◆ **Work instructions**
Exactly the lines from the opening of the data through the line containing "normalized wire form" should be reproduced, please, with nothing added.

☆ ☆ ☆ ☆ ☆ ☆ ☆

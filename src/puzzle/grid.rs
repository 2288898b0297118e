//! Grid coordinates and Latin-square value storage
//!
//! A [`Grid`] holds the solved values of one generation attempt. It is
//! constructed valid-by-shape and checked against the Latin-square invariant
//! (every row and column a permutation of `1..=size`) before it is embedded
//! in a published puzzle.

use ndarray::Array2;
use serde::de::Error as _;
use serde::{Deserialize, Deserializer, Serialize, Serializer};

use crate::io::error::{Result, invalid_grid};

/// A single grid coordinate
///
/// Identity is the coordinate pair; ordering is row-major so sorted cell
/// lists are canonical.
#[derive(Clone, Copy, Debug, PartialEq, Eq, PartialOrd, Ord, Hash, Serialize, Deserialize)]
pub struct Cell {
    /// Zero-based row index
    pub row: usize,
    /// Zero-based column index
    pub col: usize,
}

impl Cell {
    /// Create a cell coordinate
    pub const fn new(row: usize, col: usize) -> Self {
        Self { row, col }
    }

    /// Row-major flat index used by the normalized wire form
    pub const fn flat_index(self, size: usize) -> usize {
        self.row * size + self.col
    }

    /// Recover a coordinate from its row-major flat index
    ///
    /// # Panics
    ///
    /// Panics if `size` is zero
    pub const fn from_flat_index(index: usize, size: usize) -> Self {
        Self {
            row: index / size,
            col: index % size,
        }
    }

    /// Test 4-directional adjacency with another cell
    pub const fn is_adjacent(self, other: Self) -> bool {
        self.row.abs_diff(other.row) + self.col.abs_diff(other.col) == 1
    }

    /// In-bounds 4-neighbors of this cell
    pub fn neighbors(self, size: usize) -> Vec<Self> {
        let mut out = Vec::with_capacity(4);
        if self.row > 0 {
            out.push(Self::new(self.row - 1, self.col));
        }
        if self.col > 0 {
            out.push(Self::new(self.row, self.col - 1));
        }
        if self.row + 1 < size {
            out.push(Self::new(self.row + 1, self.col));
        }
        if self.col + 1 < size {
            out.push(Self::new(self.row, self.col + 1));
        }
        out
    }
}

/// A solved `size x size` grid of values in `1..=size`
#[derive(Clone, Debug, PartialEq, Eq)]
pub struct Grid {
    values: Array2<u8>,
}

impl Grid {
    /// Build a grid from row-major nested vectors, validating shape and range
    ///
    /// # Errors
    ///
    /// Returns [`PuzzleError::InvalidGrid`](crate::PuzzleError::InvalidGrid)
    /// if the rows do not form a non-empty square or any value falls outside
    /// `1..=size`. The Latin property itself is checked separately by
    /// [`is_latin`](Self::is_latin).
    pub fn from_rows(rows: Vec<Vec<u8>>) -> Result<Self> {
        let size = rows.len();
        if size == 0 {
            return Err(invalid_grid("grid must contain at least one row"));
        }
        if size > usize::from(u8::MAX) {
            return Err(invalid_grid(format!(
                "grid size {size} exceeds the supported value range"
            )));
        }
        for row in &rows {
            if row.len() != size {
                return Err(invalid_grid(format!(
                    "expected {size} columns per row, found {}",
                    row.len()
                )));
            }
            for &value in row {
                if value == 0 || usize::from(value) > size {
                    return Err(invalid_grid(format!(
                        "value {value} is outside 1..={size}"
                    )));
                }
            }
        }

        let flat: Vec<u8> = rows.into_iter().flatten().collect();
        let values = Array2::from_shape_vec((size, size), flat)
            .map_err(|err| invalid_grid(err.to_string()))?;
        Ok(Self { values })
    }

    /// Wrap an already-shaped value matrix
    pub(crate) const fn from_array(values: Array2<u8>) -> Self {
        Self { values }
    }

    /// Edge length of the grid
    pub fn size(&self) -> usize {
        self.values.nrows()
    }

    /// Value at a cell, or `0` when the coordinate is out of bounds
    pub fn value(&self, cell: Cell) -> u8 {
        self.values
            .get([cell.row, cell.col])
            .copied()
            .unwrap_or(0)
    }

    /// Test the Latin-square invariant
    ///
    /// Every row and every column must contain each value in `1..=size`
    /// exactly once.
    pub fn is_latin(&self) -> bool {
        let size = self.size();
        self.values
            .rows()
            .into_iter()
            .all(|lane| is_permutation(lane.iter().copied(), size))
            && self
                .values
                .columns()
                .into_iter()
                .all(|lane| is_permutation(lane.iter().copied(), size))
    }

    /// Copy out the values as row-major nested vectors
    pub fn to_rows(&self) -> Vec<Vec<u8>> {
        self.values
            .rows()
            .into_iter()
            .map(|lane| lane.to_vec())
            .collect()
    }
}

/// Check that an iterator yields each value in `1..=size` exactly once
fn is_permutation(values: impl Iterator<Item = u8>, size: usize) -> bool {
    let mut seen = vec![false; size];
    for value in values {
        let index = usize::from(value);
        if index == 0 || index > size {
            return false;
        }
        match seen.get_mut(index - 1) {
            Some(slot) if !*slot => *slot = true,
            _ => return false,
        }
    }
    seen.into_iter().all(|slot| slot)
}

impl Serialize for Grid {
    fn serialize<S>(&self, serializer: S) -> std::result::Result<S::Ok, S::Error>
    where
        S: Serializer,
    {
        serializer.collect_seq(self.to_rows())
    }
}

impl<'de> Deserialize<'de> for Grid {
    fn deserialize<D>(deserializer: D) -> std::result::Result<Self, D::Error>
    where
        D: Deserializer<'de>,
    {
        let rows = Vec::<Vec<u8>>::deserialize(deserializer)?;
        Self::from_rows(rows).map_err(D::Error::custom)
    }
}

☆ ☆ ☆ ☆ ☆ ☆ ☆

◆ **Response for this exercise**
filename src/puzzle/grid.rs
repository 2288898b0297118e
//! Grid coordinates and Latin-square value storage
//!
//! A [`Grid`] holds the solved values of one generation attempt. It is
//! constructed valid-by-shape and checked against the Latin-square invariant
//! (every row and column a permutation of `1..=size`) before it is embedded
//! in a published puzzle.

use ndarray::Array2;
use serde::de::Error as _;
use serde::{Deserialize, Deserializer, Serialize, Serializer};

use crate::io::error::{Result, invalid_grid};

/// A single grid coordinate
///
/// Identity is the coordinate pair; ordering is row-major so sorted cell
/// lists are canonical.
#[derive(Clone, Copy, Debug, PartialEq, Eq, PartialOrd, Ord, Hash, Serialize, Deserialize)]
pub struct Cell {
    /// Zero-based row index
    pub row: usize,
    /// Zero-based column index
    pub col: usize,
}

impl Cell {
    /// Create a cell coordinate
    pub const fn new(row: usize, col: usize) -> Self {
        Self { row, col }
    }

    /// Row-major flat index used by the normalized wire form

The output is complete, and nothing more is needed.